Before HEALEY, DANNEHY, SANTANIELLO, CALLAHAN and SHAUGHNESSY, JJ.

ARTHUR H. HEALEY, Justice.

The principal issue on this appeal is whether the trial court erred in denying the defendant's motion to suppress a confession made to a police officer after his arrest. The defendant was charged in a seventeen count substitute information arising out of a robbery in a motel room in East Windsor on January 29, 1977. After a trial to the court, O'Donnell, J., the defendant was convicted of one count of conspiracy to commit robbery in the first degree in violation of General Statutes §§ 53a-134(a)(4), two counts of being an accessory to robbery in the first degree in violation of General Statutes §§ 53a-134(a)(4) and 53a-8, two counts of being an accessory to kidnapping in the second degree in violation of General Statutes §§ 53a-94a and 53a-8, and one count of being an accessory to burglary in the second degree in violation of General Statutes §§ 53a-102(a) and 53a-8. The defendant received an effective sentence of not less than six nor more than twelve years. He appeals from the judgment of conviction.
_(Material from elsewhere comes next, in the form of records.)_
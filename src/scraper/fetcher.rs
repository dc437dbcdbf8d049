use crate::model::ScraperError;
use crate::scraper::traits::PageFetcher;

use rand::seq::IndexedRandom;
use reqwest::Client;
use reqwest::header::{ACCEPT, ACCEPT_LANGUAGE, USER_AGENT};
use std::time::Duration;
use tracing::debug;

const FALLBACK_USER_AGENT: &str =
    "Mozilla/5.0 (Windows NT 10.0; Win64; x64) AppleWebKit/537.36 (KHTML, like Gecko) Chrome/124.0.0.0 Safari/537.36";

/// Plain HTTP fetcher sending a browser-like user agent picked from a pool.
pub struct HttpFetcher {
    client: Client,
    user_agents: Vec<String>,
}

impl HttpFetcher {
    pub fn new(timeout_secs: u64, user_agents: Vec<String>) -> Result<Self, ScraperError> {
        let client = Client::builder()
            .timeout(Duration::from_secs(timeout_secs))
            .build()?;

        Ok(Self { client, user_agents })
    }

    fn pick_user_agent(&self) -> &str {
        self.user_agents
            .choose(&mut rand::rng())
            .map(String::as_str)
            .unwrap_or(FALLBACK_USER_AGENT)
    }
}

#[async_trait::async_trait]
impl PageFetcher for HttpFetcher {
    async fn fetch(&self, url: &str) -> Result<String, ScraperError> {
        let user_agent = self.pick_user_agent();
        debug!("GET {} as {}", url, user_agent);

        let response = self
            .client
            .get(url)
            .header(USER_AGENT, user_agent)
            .header(ACCEPT, "text/html,application/xhtml+xml")
            .header(ACCEPT_LANGUAGE, "en-US,en;q=0.9")
            .send()
            .await?;

        let status = response.status();
        if !status.is_success() {
            return Err(ScraperError::InvalidResponse(status.as_u16()));
        }

        Ok(response.text().await?)
    }
}
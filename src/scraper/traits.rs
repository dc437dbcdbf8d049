use crate::model::{RenderError, ScraperError};

/// Fetches the raw markup of a product page.
#[async_trait::async_trait]
pub trait PageFetcher: Send + Sync {
    async fn fetch(&self, url: &str) -> Result<String, ScraperError>;
}

/// Renders a product page in a browser and returns the resulting DOM as HTML.
#[async_trait::async_trait]
pub trait PageRenderer: Send + Sync {
    async fn render(&self, url: &str) -> Result<String, RenderError>;
}
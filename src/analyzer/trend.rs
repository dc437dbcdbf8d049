use chrono::{DateTime, Utc};

const SECONDS_PER_DAY: f64 = 86_400.0;

/// Least-squares line `price = intercept + slope * t`, with `t` in days since `origin`.
#[derive(Debug, Clone, Copy)]
pub struct LinearTrend {
    pub origin: DateTime<Utc>,
    pub intercept: f64,
    pub slope: f64,
}

impl LinearTrend {
    /// Fits the trend. Returns `None` for fewer than two points or when every
    /// point shares the same timestamp.
    pub fn fit(points: &[(DateTime<Utc>, f64)]) -> Option<Self> {
        if points.len() < 2 {
            return None;
        }
        let origin = points.iter().map(|(t, _)| *t).min()?;
        let xs: Vec<f64> = points.iter().map(|(t, _)| days_between(origin, *t)).collect();
        let ys: Vec<f64> = points.iter().map(|(_, p)| *p).collect();

        let n = xs.len() as f64;
        let mean_x = xs.iter().sum::<f64>() / n;
        let mean_y = ys.iter().sum::<f64>() / n;
        let sxx: f64 = xs.iter().map(|x| (x - mean_x).powi(2)).sum();
        let sxy: f64 = xs.iter().zip(&ys).map(|(x, y)| (x - mean_x) * (y - mean_y)).sum();

        if sxx <= f64::EPSILON {
            return None;
        }
        let slope = sxy / sxx;
        let intercept = mean_y - slope * mean_x;
        if !slope.is_finite() || !intercept.is_finite() {
            return None;
        }
        Some(Self {
            origin,
            intercept,
            slope,
        })
    }

    pub fn predict(&self, at: DateTime<Utc>) -> f64 {
        self.intercept + self.slope * days_between(self.origin, at)
    }
}

/// Median gap between consecutive timestamps. `None` with fewer than two.
pub fn median_spacing(timestamps: &[DateTime<Utc>]) -> Option<chrono::Duration> {
    let mut gaps: Vec<chrono::Duration> = timestamps.windows(2).map(|w| w[1] - w[0]).collect();
    if gaps.is_empty() {
        return None;
    }
    gaps.sort();
    let mid = gaps.len() / 2;
    let median = if gaps.len() % 2 == 0 {
        let d1 = gaps[mid - 1];
        let d2 = gaps[mid];
        d1 + (d2 - d1) / 2
    } else {
        gaps[mid]
    };
    Some(median)
}

fn days_between(from: DateTime<Utc>, to: DateTime<Utc>) -> f64 {
    let d = to - from;
    (d.num_seconds() as f64 + d.subsec_nanos() as f64 / 1e9) / SECONDS_PER_DAY
}
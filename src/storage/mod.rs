// Storage module: the observation log and its CSV interchange format.

pub mod csv;
pub mod sqlite;

pub use sqlite::SqliteStorage;
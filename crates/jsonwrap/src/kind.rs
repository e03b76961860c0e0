//! Classification of tree values into leaves and nodes.

use serde_json::Value;

/// `true` if `value` is a boolean, number, string or null.
///
/// ```
/// use serde_json::json;
/// use jsonwrap::is_leaf;
///
/// assert!(is_leaf(&json!(null)));
/// assert!(!is_leaf(&json!([1])));
/// ```
pub fn is_leaf(value: &Value) -> bool {
    matches!(
        value,
        Value::Null | Value::Bool(_) | Value::Number(_) | Value::String(_)
    )
}

/// `true` if `value` is a sequence or a mapping.
///
/// ```
/// use serde_json::json;
/// use jsonwrap::is_node;
///
/// assert!(is_node(&json!({})));
/// assert!(!is_node(&json!("x")));
/// ```
pub fn is_node(value: &Value) -> bool {
    matches!(value, Value::Array(_) | Value::Object(_))
}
The evidence adduced before the court necessary to our disposition of the principal issue was as follows: After meeting at a restaurant in East Windsor on the evening of January 28, 1977, Dorothy Mercer, Roger E. Williams, Kenneth Moule, Leonard Bancroft and Brad Baker went to the Ramada Inn in East Windsor in the early morning hours of January 29, 1977. Bancroft remained in the car in the parking lot in the back of the inn. Mercer and Williams were in a room at the motel when two black males followed Baker as he entered the room. The two males bound the three victims with tape, put a pillowcase over Williams' head, and hit Mercer on the head with a blunt object. Bancroft subsequently arrived at the room and helped the victims remove the tape. Personal property of the victims was taken by the two males including credit cards, cash, a jacket, and keys. At no time was the defendant ever identified as a participant in the incident in the motel room by the victims or anyone else.

Lieutenant Thomas J. Laufer, Sr., of the East Windsor police department investigated the Ramada Inn robbery. Laufer testified that a credit card slip, identified by Williams as being an imprint of one of his cards taken during the robbery, was obtained by the police from a gas station in Springfield, Massachusetts.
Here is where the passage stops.